She gazes skyward with a titled perspective in depicting the vertical Granada Theater marquee in Santa Barbara. Architect S. Charles Lee’s streamlined structure, the Fremont Theater in San Luis Obispo, appears as an inspired vision, with its spire--like an arcing coral seashell--slicing across a blue sky.

And then, from another corner of Americana, we find the chubby and heroic Bob, of Big Boy fame. In the painting called “Double Decker,” Monge stacks the deck of realism by showing the little fellow (it looks like the classic Burbank Bob’s), seemingly stepping across the divide separating plaster and flesh, offering a giant burger to passing patrons.

It’s a surreal moment in Monge’s otherwise subtly drawn observations of a real world in transition.

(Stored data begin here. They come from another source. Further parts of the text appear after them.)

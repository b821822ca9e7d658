// Copyright 2026 the Weft Authors
// SPDX-License-Identifier: Apache-2.0 OR MIT

//! Commit contract for host integrations.
//!
//! Weft stops at the end of the render phase: a pass produces a finished
//! work-in-progress tree whose fibers carry [`FiberFlags`] and whose
//! `subtree_flags` summarize everything below them. Turning that into host
//! mutations is the job of a *committer* supplied by the host adapter.
//!
//! The committer reads the finished tree through the [`FiberStore`] getters
//! and may write host handles back with
//! [`FiberStore::set_state_node`]. After it returns, the
//! [`FiberRoot`](crate::root::FiberRoot) makes the finished tree current and
//! reclaims arena slots that are no longer reachable.
//!
//! A committer can skip any subtree whose `subtree_flags` does not intersect
//! [`FiberFlags::MUTATION_MASK`].

use crate::fiber::{FiberId, FiberStore};
#[cfg(doc)]
use crate::flags::FiberFlags;

/// Applies a finished render pass to a host tree.
///
/// Host adapters and test doubles implement this trait, enabling generic
/// flush loops.
///
/// ```rust,ignore
/// root.update_container(app)?;
/// root.commit(&mut dom_committer);
///
/// // Later, after hook dispatches:
/// root.flush_sync_work(&mut dom_committer)?;
/// ```
pub trait Committer {
    /// Applies the tree rooted at the finished host root `finished`.
    fn commit_root(&mut self, store: &mut FiberStore, finished: FiberId);
}

/// A [`Committer`] that applies nothing.
///
/// Useful when only the fiber tree itself is of interest.
#[derive(Clone, Copy, Debug, Default)]
pub struct NoopCommitter;

impl Committer for NoopCommitter {
    fn commit_root(&mut self, store: &mut FiberStore, finished: FiberId) {
        _ = (store, finished);
    }
}
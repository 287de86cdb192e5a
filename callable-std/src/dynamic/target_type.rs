//! Runtime-described target types.

use callable_core::{
    Arity, Callable, Callback, Failure, MissingOperationError, Params, Target, Value,
};
use serde::Serialize;
use std::any::Any;
use std::fmt;
use std::marker::PhantomData;

/// A type-erased instance.
pub type DynInstance = Box<dyn Any>;

type Constructor =
    Box<dyn Fn(Params, Option<Callback<'_>>) -> Result<DynInstance, Failure> + Send + Sync>;
type Operation =
    Box<dyn Fn(DynInstance, Option<Callback<'_>>) -> Result<Value, Failure> + Send + Sync>;

/// A target type described at runtime.
///
/// Unlike a [`Callable`], a `TargetType` may be defined without an invocation
/// operation; dispatching it then fails with
/// [`MissingOperationError`](callable_core::MissingOperationError).
/// Outputs are serialized to [`Value`].
pub struct TargetType {
    name: String,
    constructor: Constructor,
    operation: Option<(Arity, Operation)>,
}

impl TargetType {
    /// Start describing a type whose instances are `I`.
    pub fn builder<I, F>(name: impl Into<String>, constructor: F) -> TargetTypeBuilder<I>
    where
        I: Any,
        F: Fn(Params, Option<Callback<'_>>) -> Result<I, Failure> + Send + Sync + 'static,
    {
        let erased = move |params: Params, callback: Option<Callback<'_>>| {
            constructor(params, callback)
                .map(|instance| Box::new(instance) as DynInstance)
        };
        let constructor: Constructor = Box::new(erased);
        TargetTypeBuilder {
            name: name.into(),
            constructor,
            operation: None,
            _instance: PhantomData,
        }
    }

    /// Describe the callable type `T`.
    pub fn of<T>() -> Self
    where
        T: Callable,
        T::Output: Serialize,
    {
        Self::builder(T::name(), T::construct)
            .operation(T::ARITY, T::call)
            .build()
    }

    /// The type's name.
    pub fn name(&self) -> &str {
        &self.name
    }

    /// Declared arity of the invocation operation, if there is one.
    pub fn arity(&self) -> Option<Arity> {
        self.operation.as_ref().map(|(arity, _)| *arity)
    }
}

impl fmt::Debug for TargetType {
    fn fmt(&self, f: &mut fmt::Formatter<'_>) -> fmt::Result {
        f.debug_struct("TargetType")
            .field("name", &self.name)
            .field("arity", &self.arity())
            .finish_non_exhaustive()
    }
}

impl Target for TargetType {
    type Instance = DynInstance;
    type Output = Value;

    fn name(&self) -> &str {
        &self.name
    }

    fn construct(
        &self,
        params: Params,
        callback: Option<Callback<'_>>,
    ) -> Result<DynInstance, Failure> {
        (self.constructor)(params, callback)
    }

    fn operation(&self, _instance: &DynInstance) -> Option<Arity> {
        self.arity()
    }

    fn invoke(
        &self,
        instance: DynInstance,
        callback: Option<Callback<'_>>,
    ) -> Result<Value, Failure> {
        match &self.operation {
            Some((_, operation)) => operation(instance, callback),
            None => Err(Failure::custom(MissingOperationError::new(&self.name))),
        }
    }
}

/// Builder returned by [`TargetType::builder`].
pub struct TargetTypeBuilder<I> {
    name: String,
    constructor: Constructor,
    operation: Option<(Arity, Operation)>,
    _instance: PhantomData<fn() -> I>,
}

impl<I: Any> TargetTypeBuilder<I> {
    /// Give instances an invocation operation with the declared `arity`.
    pub fn operation<O, F>(mut self, arity: Arity, operation: F) -> Self
    where
        O: Serialize,
        F: Fn(I, Option<Callback<'_>>) -> Result<O, Failure> + Send + Sync + 'static,
    {
        let name = self.name.clone();
        let erased = move |instance: DynInstance, callback: Option<Callback<'_>>| {
            let Ok(instance) = instance.downcast::<I>() else {
                let message = format!("{name} received an instance of another type");
                return Err(Failure::msg(message));
            };
            let output = operation(*instance, callback)?;
            serde_json::to_value(output).map_err(Failure::custom)
        };
        let operation: Operation = Box::new(erased);
        self.operation = Some((arity, operation));
        self
    }

    /// Finish the description.
    pub fn build(self) -> TargetType {
        TargetType {
            name: self.name,
            constructor: self.constructor,
            operation: self.operation,
        }
    }
}
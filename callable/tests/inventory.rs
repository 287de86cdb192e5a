//! Distributed registration of target types.

#![cfg(feature = "inventory")]

mod common;

use callable::dynamic::{Registry, TargetRegistration, TargetType};
use callable::{Args, CallableExt};
use common::{NoParams, PositionalOpt};
use serde_json::json;

fn no_params() -> TargetType {
    TargetType::of::<NoParams>()
}

fn positional_opt() -> TargetType {
    TargetType::of::<PositionalOpt>()
}

callable::inventory::submit! { TargetRegistration::new(no_params) }
callable::inventory::submit! { TargetRegistration::new(positional_opt) }

#[test]
fn test_collected_registry() {
    let registry = Registry::builder().collect().build().unwrap();

    assert!(registry.contains("NoParams"));
    assert_eq!(
        registry.invoke("PositionalOpt", Args::new(), None).unwrap(),
        json!(5)
    );
    assert_eq!(
        registry.invoke("NoParams", Args::new(), None).unwrap(),
        json!(NoParams::invoke(Args::new()).unwrap())
    );
}
//! Testing utilities for callable types.
//!
//! This module provides utilities to make testing constructors, invocation
//! operations and callbacks easier.
//!
//! # Features
//!
//! - [`Recorder`]: A callback sink that records every yielded value
//! - [`Counted`]: A target wrapper that counts constructions and invocations

use callable_core::{Arity, Callback, Failure, Params, Target, Value, Yield};
use std::sync::{
    Arc, Mutex,
    atomic::{AtomicUsize, Ordering},
};

// ============================================================================
// Recorder
// ============================================================================

/// Records the values yielded to a callback.
///
/// # Example
///
/// ```rust,ignore
/// let recorder = Recorder::new();
/// let mut sink = recorder.sink();
///
/// DoubleYield::invoke_with(Args::new(), Callback::new(&mut sink))?;
///
/// assert_eq!(recorder.events(), vec![json!("init"), json!("call")]);
/// ```
#[derive(Clone, Default)]
pub struct Recorder {
    events: Arc<Mutex<Vec<Value>>>,
    targets: Arc<AtomicUsize>,
}

impl Recorder {
    /// Create an empty recorder.
    pub fn new() -> Self {
        Self::default()
    }

    /// A closure to lend as a [`Callback`].
    ///
    /// Values are recorded; yielded targets are only counted.
    pub fn sink(&self) -> impl FnMut(Yield<'_>) + 'static {
        let events = self.events.clone();
        let targets = self.targets.clone();
        move |yielded: Yield<'_>| match yielded.into_value() {
            Some(value) => events.lock().unwrap().push(value),
            None => {
                targets.fetch_add(1, Ordering::SeqCst);
            }
        }
    }

    /// Get a clone of the recorded values.
    pub fn events(&self) -> Vec<Value> {
        self.events.lock().unwrap().clone()
    }

    /// Get the number of recorded values.
    pub fn count(&self) -> usize {
        self.events.lock().unwrap().len()
    }

    /// Get the number of yielded targets.
    pub fn target_count(&self) -> usize {
        self.targets.load(Ordering::SeqCst)
    }

    /// Clear all recorded values.
    pub fn clear(&self) {
        self.events.lock().unwrap().clear();
        self.targets.store(0, Ordering::SeqCst);
    }
}

// ============================================================================
// Counted
// ============================================================================

/// A target that counts how often its inner target is constructed and invoked.
///
/// # Example
///
/// ```rust,ignore
/// let counted = Counted::new(StaticTarget::<NoParams>::new());
/// Dispatcher::new(&counted).invoke(Args::new(), None)?;
///
/// assert_eq!(counted.constructions(), 1);
/// assert_eq!(counted.invocations(), 1);
/// ```
pub struct Counted<T> {
    inner: T,
    constructions: AtomicUsize,
    invocations: AtomicUsize,
}

impl<T> Counted<T> {
    /// Wrap `inner`.
    pub fn new(inner: T) -> Self {
        Self {
            inner,
            constructions: AtomicUsize::new(0),
            invocations: AtomicUsize::new(0),
        }
    }

    /// Constructor calls so far, failed ones included.
    pub fn constructions(&self) -> usize {
        self.constructions.load(Ordering::SeqCst)
    }

    /// Invocation calls so far, failed ones included.
    pub fn invocations(&self) -> usize {
        self.invocations.load(Ordering::SeqCst)
    }

    /// Reset both counters.
    pub fn reset(&self) {
        self.constructions.store(0, Ordering::SeqCst);
        self.invocations.store(0, Ordering::SeqCst);
    }
}

impl<T: Target> Target for Counted<T> {
    type Instance = T::Instance;
    type Output = T::Output;

    fn name(&self) -> &str {
        self.inner.name()
    }

    fn construct(
        &self,
        params: Params,
        callback: Option<Callback<'_>>,
    ) -> Result<Self::Instance, Failure> {
        self.constructions.fetch_add(1, Ordering::SeqCst);
        self.inner.construct(params, callback)
    }

    fn operation(&self, instance: &Self::Instance) -> Option<Arity> {
        self.inner.operation(instance)
    }

    fn invoke(
        &self,
        instance: Self::Instance,
        callback: Option<Callback<'_>>,
    ) -> Result<Self::Output, Failure> {
        self.invocations.fetch_add(1, Ordering::SeqCst);
        self.inner.invoke(instance, callback)
    }
}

Beneath the surfaces, this work seems to be a celebration of the pre-corporate, pre-’50s culture in America, which is still visible to the alert eye.

For Moses, whose landscape pieces extend the promise of her last show at the Orlando, her preferred artistic domain is that of dense, enveloping plant scenes. Her painterly style is just raw enough and her palette effusive enough to give landscape art a vaguely otherworldly look, even though the setting could be in the mild jungle of backyard suburbia.

“Giant Sunflower” is just that, an oversized image of a blossom without restraint, while paintings like “Summer Garden” and “Wild Ways” portray a kind of abandon not often found in floral art. She’s attempting to give form to the unruly force of nature, pulsing beneath even an immaculately manicured garden.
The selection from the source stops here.